Als “Spiel” kommt es mir bisher eher schwach vor, auch wenn ich zwischendurch eher “klassische” Point&Click-Adventure-Elemente meine zu entdecken und mich an diese selige Ära zurückerinnert fühle.
Von den Entscheidungen bin ich auch bisher ein wenig enttäuscht, da ich Yannick das Spiel dann nochmal vorführte und von vorne anfing und ganz bewusst andere Sachen wählte, aber bis auf minimale Szenen änderte sich nicht viel. So dachte ich beispielsweise, dass man am Anfang entscheiden kann, welches Kind… du weißt schon. Denn es gibt da die Szene, in der man sich entscheiden kann, mit welchem Kind man als erstes spielt. Das hätte ich ungeheuer raffiniert gefunden, dachte auch zuerst es funktioniert so – Trugschluss.
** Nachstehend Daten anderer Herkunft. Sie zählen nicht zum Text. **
//! BattleResult and RoundReport - what a round did

use serde::{Deserialize, Serialize};
use std::fmt;

/// Status of an encounter; every variant but `Ongoing` is terminal
#[derive(Debug, Clone, Copy, PartialEq, Eq, Default, Serialize, Deserialize)]
#[serde(rename_all = "snake_case")]
pub enum BattleResult {
    #[default]
    Ongoing,
    Win,
    Loss,
    Escaped,
}

impl BattleResult {
    pub fn is_over(self) -> bool {
        self != BattleResult::Ongoing
    }
}

impl fmt::Display for BattleResult {
    fn fmt(&self, f: &mut fmt::Formatter<'_>) -> fmt::Result {
        let name = match self {
            BattleResult::Ongoing => "ongoing",
            BattleResult::Win => "win",
            BattleResult::Loss => "loss",
            BattleResult::Escaped => "escaped",
        };
        f.write_str(name)
    }
}

/// Summary of one resolved round
#[derive(Debug, Clone, Default, PartialEq, Serialize, Deserialize)]
pub struct RoundReport {
    /// Round number the report belongs to
    pub round: u32,

    // === Damage ===
    pub player_damage_dealt: i64,
    pub enemy_damage_dealt: i64,
    /// DoT damage taken by the player and the enemy
    pub player_dot_taken: i64,
    pub enemy_dot_taken: i64,

    // === Recovery ===
    pub player_regenerated: i64,
    pub player_mp_restored: i64,

    // === Flags ===
    pub player_stunned: bool,
    pub enemy_stunned: bool,
    pub critical: bool,
    /// Skill cast as the player action, if any
    pub skill: Option<String>,

    /// Status after the round
    pub result: BattleResult,
}

impl RoundReport {
    pub fn new(round: u32) -> Self {
        RoundReport {
            round,
            ..Self::default()
        }
    }
}
//! ElementTable - attacking element -> elements it counters

use crate::types::Element;
use serde::{Deserialize, Serialize};
use std::collections::BTreeMap;

/// Outcome of an elemental matchup between an attack and a defense
#[derive(Debug, Clone, Copy, PartialEq, Eq, Serialize, Deserialize)]
#[serde(rename_all = "snake_case")]
pub enum Matchup {
    /// An attacking element counters a defending element
    Advantage,
    /// A defending element counters an attacking element
    Disadvantage,
    Neutral,
}

/// Static asymmetric counter table
#[derive(Debug, Clone, Serialize, Deserialize)]
pub struct ElementTable {
    /// Attacker element -> defender elements it counters
    pub counters: BTreeMap<Element, Vec<Element>>,
    #[serde(default = "default_advantage_multiplier")]
    pub advantage_multiplier: f64,
    #[serde(default = "default_disadvantage_multiplier")]
    pub disadvantage_multiplier: f64,
}

fn default_advantage_multiplier() -> f64 {
    1.5
}

fn default_disadvantage_multiplier() -> f64 {
    0.8
}

impl Default for ElementTable {
    fn default() -> Self {
        use Element::*;

        let counters = BTreeMap::from([
            (Gold, vec![Wood, Light]),
            (Wood, vec![Earth, Thunder]),
            (Earth, vec![Water, Thunder]),
            (Water, vec![Fire, Chaos]),
            (Fire, vec![Gold, Ice, Wood]),
            (Ice, vec![Fire, Earth]),
            (Thunder, vec![Water, Gold]),
            (Dark, vec![Light, Gold]),
            (Light, vec![Dark, Chaos]),
            (Physical, vec![Wood]),
            (Chaos, vec![Light, Dark, Gold, Wood, Water, Fire, Earth]),
        ]);

        ElementTable {
            counters,
            advantage_multiplier: default_advantage_multiplier(),
            disadvantage_multiplier: default_disadvantage_multiplier(),
        }
    }
}

impl ElementTable {
    /// Whether `attacker` counters `defender`
    pub fn counters(&self, attacker: Element, defender: Element) -> bool {
        self.counters
            .get(&attacker)
            .is_some_and(|targets| targets.contains(&defender))
    }

    /// Resolve a matchup between an attacker's element set and a defender's
    ///
    /// An attacker counter wins over a reverse counter when both exist.
    pub fn matchup(&self, attack: &[Element], defense: &[Element]) -> Matchup {
        let advantage = attack
            .iter()
            .any(|a| defense.iter().any(|d| self.counters(*a, *d)));
        if advantage {
            return Matchup::Advantage;
        }

        let disadvantage = defense
            .iter()
            .any(|d| attack.iter().any(|a| self.counters(*d, *a)));
        if disadvantage {
            Matchup::Disadvantage
        } else {
            Matchup::Neutral
        }
    }

    /// Damage multiplier for a matchup
    pub fn multiplier(&self, matchup: Matchup) -> f64 {
        match matchup {
            Matchup::Advantage => self.advantage_multiplier,
            Matchup::Disadvantage => self.disadvantage_multiplier,
            Matchup::Neutral => 1.0,
        }
    }
}

#[cfg(test)]
mod tests {
    use super::*;
    use Element::*;

    #[test]
    fn test_counter_is_asymmetric() {
        let table = ElementTable::default();
        assert!(table.counters(Water, Fire));
        assert!(!table.counters(Fire, Water));
        assert!(!table.counters(None, Gold));
    }

    #[test]
    fn test_matchup_multipliers() {
        let table = ElementTable::default();

        let adv = table.matchup(&[Water], &[Fire]);
        assert_eq!(adv, Matchup::Advantage);
        assert!((table.multiplier(adv) - 1.5).abs() < f64::EPSILON);

        let dis = table.matchup(&[Gold], &[Fire]);
        assert_eq!(dis, Matchup::Disadvantage);
        assert!((table.multiplier(dis) - 0.8).abs() < f64::EPSILON);

        let neutral = table.matchup(&[Gold], &[Water]);
        assert_eq!(neutral, Matchup::Neutral);
        assert!((table.multiplier(neutral) - 1.0).abs() < f64::EPSILON);
    }

    #[test]
    fn test_attacker_counter_preferred() {
        let table = ElementTable::default();
        assert_eq!(table.matchup(&[Fire, Gold], &[Wood]), Matchup::Advantage);
        // Ice counters fire and fire counters ice
        assert_eq!(table.matchup(&[Ice], &[Fire, Water]), Matchup::Advantage);
    }

    #[test]
    fn test_empty_sets_are_neutral() {
        let table = ElementTable::default();
        assert_eq!(table.matchup(&[], &[Dark]), Matchup::Neutral);
        assert_eq!(table.matchup(&[Dark], &[]), Matchup::Neutral);
    }

    #[test]
    fn test_parse_overrides() {
        let toml = r#"
[counters]
gold = ["wood"]
"#;
        let table: ElementTable = toml::from_str(toml).unwrap();
        assert!(table.counters(Gold, Wood));
        assert!(!table.counters(Gold, Light));
        assert!((table.advantage_multiplier - 1.5).abs() < f64::EPSILON);
    }
}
“Heavy Rain” hat mich durchaus gefesselt, aber auch – wie du sagst – auf der erzählerischen Ebene. Die zieht einen ziemlich rein und ich war nach den ersten fünfzehn Minuten schon bereits ziemlich fertig, dass ich mir ernsthaft überlegte, ob ich das wirklich weiter spielen will, wenn es “heftiger” wird. Denn der Anfang ist ja noch harmlos – zumindest im Vergleich zu Sachen, die ich vermute, dass sie noch kommen.
Da funktioniert “Heavy Rain” eben durchaus auf dieser Ebene, wie ich finde. Aber so wie ich deinen Beitrag lese, decken sich da unsere Meinungen fast 100%.
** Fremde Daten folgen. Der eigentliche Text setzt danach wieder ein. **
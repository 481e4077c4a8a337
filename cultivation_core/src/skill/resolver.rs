//! Active skill resolution against the two combat entities

use super::types::{BuffTarget, SkillDef, SkillEffect};
use crate::buff::Buff;
use crate::combat::attack::floor_damage;
use crate::combat::CombatEntity;
use crate::error::ActionError;
use crate::roll::chance;
use rand::Rng;
use std::collections::BTreeMap;

/// Check MP and cooldown before a cast
pub fn validate_cast(
    skill: &SkillDef,
    caster: &CombatEntity,
    cooldowns: &BTreeMap<String, u32>,
) -> Result<(), ActionError> {
    if !skill.is_active() {
        return Err(ActionError::NotUsable(skill.name.clone()));
    }
    let remaining = cooldowns.get(&skill.id).copied().unwrap_or(0);
    if remaining > 0 {
        return Err(ActionError::OnCooldown {
            skill: skill.name.clone(),
            rounds: remaining,
        });
    }
    if caster.mp < skill.mp_cost as i64 {
        return Err(ActionError::NotEnoughMp {
            need: skill.mp_cost,
            have: caster.mp,
        });
    }
    Ok(())
}

/// Apply a skill's effects in order
///
/// Costs are not touched here; the caller debits MP and sets the cooldown.
/// Returns one log line per effect that did something.
pub fn apply_skill(
    skill: &SkillDef,
    caster: &mut CombatEntity,
    target: &mut CombatEntity,
    rng: &mut impl Rng,
) -> Vec<String> {
    let mut lines = Vec::new();
    let mut last_damage = 0;

    for effect in &skill.effects {
        match effect {
            SkillEffect::Strike {
                scale,
                bonus_vs,
                bonus,
            } => {
                let mut coefficient = *scale;
                if *bonus_vs == Some(target.element) {
                    coefficient += bonus;
                }
                let damage = floor_damage((caster.atk as f64 * coefficient - target.def as f64).floor());
                target.take_damage(damage);
                last_damage = damage;
                lines.push(format!(
                    "{} uses {} on {} for {} damage",
                    caster.name, skill.name, target.name, damage
                ));
            }
            SkillEffect::Drain { fraction } => {
                let healed = caster.heal((last_damage as f64 * fraction).floor() as i64);
                if healed > 0 {
                    lines.push(format!("{} drains {} HP", caster.name, healed));
                }
            }
            SkillEffect::Heal { fraction } => {
                let healed = caster.heal((caster.max_hp as f64 * fraction).floor() as i64);
                lines.push(format!("{} recovers {} HP", caster.name, healed));
            }
            SkillEffect::Buff {
                target: who,
                name,
                kind,
                magnitude,
                duration,
                chance: p,
            } => {
                if *p < 1.0 && !chance(rng, *p) {
                    continue;
                }
                let holder = match who {
                    BuffTarget::Caster => &mut *caster,
                    BuffTarget::Opponent => &mut *target,
                };
                holder.buffs.push(Buff::new(name.clone(), *kind, *magnitude, *duration));
                lines.push(format!("{} is affected by {}", holder.name, name));
            }
            SkillEffect::Burn {
                name,
                attack_fraction,
                duration,
            } => {
                let per_round = (caster.atk as f64 * attack_fraction).floor().max(0.0);
                target
                    .buffs
                    .push(Buff::damage_over_time(name.clone(), per_round, *duration));
                lines.push(format!("{} is burning", target.name));
            }
            SkillEffect::Cleanse => {
                let before = caster.buffs.len();
                caster.buffs.retain(|b| !b.is_negative());
                if caster.buffs.len() < before {
                    lines.push(format!("{} is cleansed", caster.name));
                }
            }
        }
    }

    if lines.is_empty() {
        lines.push(format!("{} uses {}", caster.name, skill.name));
    }
    lines
}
Gut, ich weiss ja nicht, wie weit Du i Endeffekt gespielt hast, aber die glückliche Familienidylle ist ja eher das Tutorial für den Rest des Spiels, da bringen die Entscheidungen nicht ganz soviel Tragweite mit sich wie in späteren Kapiteln. Ich fand es allerdings schon ganz witzig Ethan einmal als Faulenzer zu im Tutorial zu spielen und dann als fleissigen Architekten, der seinen Entwurf beendet. Da ändert sich zumindest schon einmal der Dialog mit seiner namenlosen Ehefrau (Grace? Keine Ahnung…).
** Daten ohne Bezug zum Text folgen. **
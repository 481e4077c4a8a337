//! Headless run driver
//!
//! Plays a character through the session clocks, doing between encounters
//! what a player would do: spend free points, rest, pay off injury and
//! corruption, and attempt breakthroughs when cultivation is complete.

use cultivation_core::character::allocate_point;
use cultivation_core::progression::{
    attempt_breakthrough, can_breakthrough, heal_injury, meditate, retreat,
};
use cultivation_core::{
    ActionError, Attribute, BattleResult, CharacterState, ContentTables, Session,
    SessionEvent,
};
use rand::Rng;
use serde::Serialize;
use tracing::{debug, info};

/// How a run is driven
#[derive(Debug, Clone)]
pub struct SimConfig {
    pub ticks: u64,
    pub tick_ms: u64,
    pub map_id: u32,
    pub auto_loop: bool,
}

/// Summary printed at the end of a run
#[derive(Debug, Clone, Default, Serialize)]
pub struct RunReport {
    pub name: String,
    pub ticks: u64,
    pub encounters: u32,
    pub wins: u32,
    pub losses: u32,
    pub escapes: u32,
    pub rounds: u32,
    pub breakthroughs_attempted: u32,
    pub breakthroughs_succeeded: u32,
    pub realm: u32,
    pub realm_name: String,
    pub level: u32,
    pub exp: u64,
    pub stones: u64,
    pub corruption: u32,
    pub injury: u32,
    pub qi_deviation: bool,
    pub inventory: usize,
}

impl RunReport {
    fn record(&mut self, event: &SessionEvent) {
        match event {
            SessionEvent::EncounterStarted { .. } => self.encounters += 1,
            SessionEvent::RoundResolved(_) => self.rounds += 1,
            SessionEvent::EncounterConcluded { result, .. } => match result {
                BattleResult::Win => self.wins += 1,
                BattleResult::Loss => self.losses += 1,
                BattleResult::Escaped => self.escapes += 1,
                BattleResult::Ongoing => {}
            },
            SessionEvent::Rejected { .. } => {}
        }
    }
}

/// Play `config.ticks` ticks and report where the character ended up
pub fn run(
    character: CharacterState,
    tables: &ContentTables,
    config: &SimConfig,
    rng: &mut impl Rng,
) -> Result<RunReport, ActionError> {
    let mut report = RunReport {
        name: character.name.clone(),
        ticks: config.ticks,
        ..RunReport::default()
    };
    let mut session = Session::new(character);
    session.auto_battle = true;

    for tick in 0..config.ticks {
        if !session.in_battle() {
            let won = session
                .battle
                .as_ref()
                .is_some_and(|b| b.result == BattleResult::Win);
            if !(won && session.auto_loop) {
                if session.battle.is_some() {
                    let event = session.conclude(tables, rng)?;
                    report.record(&event);
                }
                tend(&mut session, tables, &mut report, rng)?;
                match session.start(config.map_id, tables, rng) {
                    Ok(event) => report.record(&event),
                    Err(ActionError::Exhausted) => {
                        session.character = meditate(&session.character, tables);
                        continue;
                    }
                    Err(err) => return Err(err),
                }
            }
        }

        session.auto_loop = config.auto_loop && !needs_tending(&session.character, tables);
        drink_if_low(&mut session, tables);
        for event in session.tick(config.tick_ms, tables, rng) {
            report.record(&event);
        }
        if tick % 1000 == 0 {
            debug!(tick, realm = session.character.realm, level = session.character.level, "progress");
        }
    }

    let c = &session.character;
    report.realm = c.realm;
    report.realm_name = tables.constants.realms.name(c.realm).to_string();
    report.level = c.level;
    report.exp = c.exp;
    report.stones = c.stones;
    report.corruption = c.corruption;
    report.injury = c.injury;
    report.qi_deviation = c.qi_deviation;
    report.inventory = c.inventory.len();
    Ok(report)
}

fn needs_tending(state: &CharacterState, tables: &ContentTables) -> bool {
    state.free_points > 0
        || state.is_injured()
        || state.qi_deviation
        || can_breakthrough(state, tables).is_ok()
}

/// Between-encounter upkeep
fn tend(
    session: &mut Session,
    tables: &ContentTables,
    report: &mut RunReport,
    rng: &mut impl Rng,
) -> Result<(), ActionError> {
    let recovery = &tables.constants.recovery;

    while session.character.free_points > 0 {
        let weakest = Attribute::all()
            .iter()
            .copied()
            .min_by_key(|a| session.character.attributes.get(*a))
            .unwrap_or(Attribute::Gold);
        session.character = allocate_point(&session.character, weakest)?;
    }

    if session.character.is_injured() && session.character.stones >= recovery.heal_cost {
        session.character = heal_injury(&session.character, tables)?;
    }
    if session.character.qi_deviation && session.character.stones >= recovery.retreat_cost {
        session.character = retreat(&session.character, tables, rng)?.0;
    }
    session.character = meditate(&session.character, tables);

    if can_breakthrough(&session.character, tables).is_ok() {
        let (next, attempt) = attempt_breakthrough(&session.character, tables, rng)?;
        report.breakthroughs_attempted += 1;
        if attempt.succeeded() {
            report.breakthroughs_succeeded += 1;
        }
        info!(rate = attempt.rate, success = attempt.succeeded(), "breakthrough attempted");
        session.character = next;
    }
    Ok(())
}

/// Drink a healing pill mid-battle under a third of max HP
fn drink_if_low(session: &mut Session, tables: &ContentTables) {
    let low = session
        .battle
        .as_ref()
        .is_some_and(|b| !b.is_over() && b.player.hp * 3 < b.player.max_hp);
    if low && session.character.find_item("hp_s").is_some() {
        if let Err(err) = session.use_item("hp_s", tables) {
            debug!(%err, "pill refused");
        }
    }
}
Und soweit ich Dich kenne, tust Du gut daran zu überlegen, ob (beziehungsweise in welcher Intensität) Du weiter machen möchtest, denn je nach Entscheidung und der persönlichen Bereitschaft sich auf Heavy Rain als Geschichte einzulassen, können manche Szenen durchaus an den Magen gehen. Du weisst, ich bin nicht gerade zart besaitet, aber diverse Geschehnisse haben mich tatsächlich durchaus mitgenommen. Und das, wo ich sogar das “beste” der möglichen Enden erreicht habe. Derzeit bin ich grade dabei, ein möglichst schlechtes Ende zu erreichen und ich muss schon sagen, dass sich da einige der Details doch schon sehr stark ändern können. Und ehemals sympathische Charaktere können zu ziemlichen Dreckschweinen mutieren (allerdings nicht so weit, dass sie jemand ganz anderen darstellen, alle bleiben erkennbar sie selbst).
Aber dazu werde ich noch einiges zu schreiben haben und das würde im Kommentar den Rahmen sprengen.